Review: The Headless Woman


Lucrecia Martel’s The Headless Woman is the best head-injury film since Christopher Nolan’s Memento. Through a breathtakingly remarkable and original use of cinematography and shot composition, the Argentine auteur effectively yet subtly puts the audience in the head of her disoriented protagonist.
Vero is an upper-middle class woman living a comfortable life in suburban Argentina. She takes the kids to the pool, drinks wine with friends, and so on. One day, while driving alone along an empty country road, she runs over something, banging her head in the process. Stopping, she slowly collects herself, then drives on, making a point not to look back at the thing she has hit. This places great doubt in her newly-injured mind; was it a person, or just a dog? The uncertainty haunts her.

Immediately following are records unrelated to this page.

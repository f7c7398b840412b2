//! Rooftop analysis handlers.

use axum::extract::{Multipart, State};
use axum::Json;
use tracing::{debug, info};

use rooftop_models::{QualitativeAnalysis, SolarAssumptions};

use crate::error::{ApiError, ApiResult};
use crate::pipeline::{run_analysis, AnalysisOutcome};
use crate::state::AppState;

/// Multipart field names accepted for the image.
const IMAGE_FIELDS: &[&str] = &["image", "file"];

const ACCEPTED_MIME: &[&str] = &["image/jpeg", "image/jpg", "image/png"];
const ACCEPTED_EXTENSIONS: &[&str] = &["jpg", "jpeg", "png"];

/// Upload a rooftop image and get the analysis plus estimate.
///
/// POST /api/analyze (multipart/form-data, field `image`)
pub async fn analyze_upload(
    State(state): State<AppState>,
    mut multipart: Multipart,
) -> ApiResult<Json<AnalysisOutcome>> {
    let mut image = None;

    while let Some(field) = multipart
        .next_field()
        .await
        .map_err(|e| ApiError::bad_request(format!("Invalid multipart body: {}", e)))?
    {
        let name = field.name().unwrap_or_default().to_string();
        if !IMAGE_FIELDS.contains(&name.as_str()) {
            debug!(field = %name, "Skipping unknown multipart field");
            continue;
        }

        check_image_type(field.content_type(), field.file_name())?;

        let bytes = field
            .bytes()
            .await
            .map_err(|e| ApiError::bad_request(format!("Failed to read upload: {}", e)))?;
        image = Some(bytes);
        break;
    }

    let image = image.ok_or_else(|| ApiError::bad_request("Missing `image` field"))?;
    if image.is_empty() {
        return Err(ApiError::bad_request("Uploaded image is empty"));
    }

    info!(image_bytes = image.len(), "Received rooftop image");

    let outcome = run_analysis(state.analyzer.as_ref(), &state.assumptions, &image).await?;
    Ok(Json(outcome))
}

/// Estimate from an analysis record supplied by the caller.
///
/// POST /api/estimate. No vision call is made.
pub async fn estimate_from_analysis(
    State(state): State<AppState>,
    Json(analysis): Json<QualitativeAnalysis>,
) -> Json<AnalysisOutcome> {
    Json(AnalysisOutcome::from_analysis(analysis, &state.assumptions))
}

/// Active sizing assumptions.
///
/// GET /api/assumptions
pub async fn get_assumptions(State(state): State<AppState>) -> Json<SolarAssumptions> {
    Json(state.assumptions.as_ref().clone())
}

/// Accept JPEG or PNG by declared content type or file extension.
fn check_image_type(content_type: Option<&str>, file_name: Option<&str>) -> ApiResult<()> {
    let mime_ok = content_type
        .map(|ct| ACCEPTED_MIME.contains(&ct.to_lowercase().as_str()))
        .unwrap_or(false);

    let extension_ok = file_name
        .and_then(|name| name.rsplit_once('.'))
        .map(|(_, ext)| ACCEPTED_EXTENSIONS.contains(&ext.to_lowercase().as_str()))
        .unwrap_or(false);

    if mime_ok || extension_ok {
        Ok(())
    } else {
        Err(ApiError::unsupported_media(format!(
            "Expected a JPEG or PNG image, got {}",
            content_type.or(file_name).unwrap_or("an untyped upload")
        )))
    }
}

Do not expect a traditional narrative from this point on. It is not Martel's intent to present a clear story. We often do not even know who certain characters are or why particular events are happening. None of this matters because this film does not exist to present a story, but rather a unique state of mind.
The way we are pulled into this state of mind is through the gorgeous, subtly bizarre cinematography. Most scenes consist of only a single shot which often stays completely stationary, allowing the various characters to move in and out of frame, between foreground, middle ground, and background. When attempting to create a psychological state on the movie screen, directors will often move the camera more, and include a multitude of cuts. This method is over-used and lazy. Martel understands this, and so makes a great effort to do something different. It pays off. The restrained camera movement and conservative editing are, together, a stroke of genius, and do more to put us in Vero's rattled mind than any impatient, MTV-style moviemaking could.